Lingering concerns about how legal services regulation works have prompted overseers to take another look at the rules underpinning the system.

The Legal Services Board says there is evidence of ongoing problems with the current regime, 10 years after it was enshrined in the Legal Services Act 2007. The internal governance rules (IGR) were created by the act and establish the co-existence of representative and regulatory groups, such as the Law Society and SRA, and the Bar Council and Bar Standards Board.

The LSB cites a ‘steady stream of disagreements’ about independence matters and a lack of ‘shared understanding’ about what functions the different groups should carry out. Options put forward in a new consultation range from incremental changes to a whole new IGR framework, with the legal profession given until 9 February to respond.

The LSB’s desire for regulation to be ‘structurally, legally and culturally’ independent is nothing new: the oversight body said as much in its vision for reform published in September 2016. Since then, the government’s will to review the system has seemingly waned. In a ’tailored review’ of the work of the Legal Services Board and Office for Legal Complaints published in July, the MoJ indicated that it was content to stick with the status quo for now.

Approved regulators continue to lobby for change notwithstanding and have raised 30 different issues with the current system since April 2014, when rules were last amended. The LSB notes there was ‘common awareness that there will continue to be issues no matter how the IGR are drafted, given the inherent tensions created by the legal framework in the Act’.

The consultation, which is wholly separate to the ongoing LSB investigation of governance arrangements between the Law Society and SRA, asks for evidence on the general nature, frequency and impact of disagreements on regulatory independence matters. The LSB suggests that public discussion between representatives and regulators about independence is ‘occasionally robust’, but this is sometimes perceived as harmful to the reputation of the legal sector as a whole.

Ongoing disputes, adds the LSB, suggest the current rules generate rather than reduce regulatory uncertainty.

The consultation asks whether extensive change – short of repealing the Act altogether – should be considered. New obligations mooted include separate invoices for the non-regulatory and regulatory components of the annual practising fee, and regulators being entitled to make the case for commissioning services from a third party that are currently shared with representative bodies.
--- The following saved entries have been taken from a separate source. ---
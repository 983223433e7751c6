use axum::extract::Request;
use axum::http::{HeaderMap, HeaderValue};
use axum::middleware::Next;
use axum::response::Response;
use tracing::Instrument;
use uuid::Uuid;

pub const REQUEST_ID_HEADER: &str = "x-request-id";

/// Runs each request inside a `request` span tagged with its id and echoes the id on
/// the response. A caller-supplied `x-request-id` is kept; otherwise a UUID is assigned.
pub async fn request_id_middleware(request: Request, next: Next) -> Response {
    let request_id = incoming_request_id(request.headers())
        .unwrap_or_else(|| Uuid::new_v4().to_string());

    let span = tracing::info_span!(
        "request",
        request_id = %request_id,
        method = %request.method(),
        path = %request.uri().path()
    );

    let mut response = next.run(request).instrument(span).await;

    match HeaderValue::from_str(&request_id) {
        Ok(value) => {
            response.headers_mut().insert(REQUEST_ID_HEADER, value);
        }
        Err(e) => tracing::warn!(error = %e, "Request id is not a valid header value"),
    }

    response
}

fn incoming_request_id(headers: &HeaderMap) -> Option<String> {
    headers
        .get(REQUEST_ID_HEADER)
        .and_then(|v| v.to_str().ok())
        .map(str::trim)
        .filter(|v| !v.is_empty())
        .map(String::from)
}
Law Society president Joe Egan said: 'Solicitors are held to exacting professional and ethical standards by the Solicitors Regulation Authority, helping to maintain public confidence in the profession, which is essential to the effective operation of the justice system.

'This review provides a welcome opportunity to assess the internal governance rules for regulators introduced prior to the Legal Services Act of 2007, which effectively separated the regulatory and professional bodies. We will give careful consideration to the issues raised in the consultation and look forward to hearing the views of the regulators and other legal professional bodies.’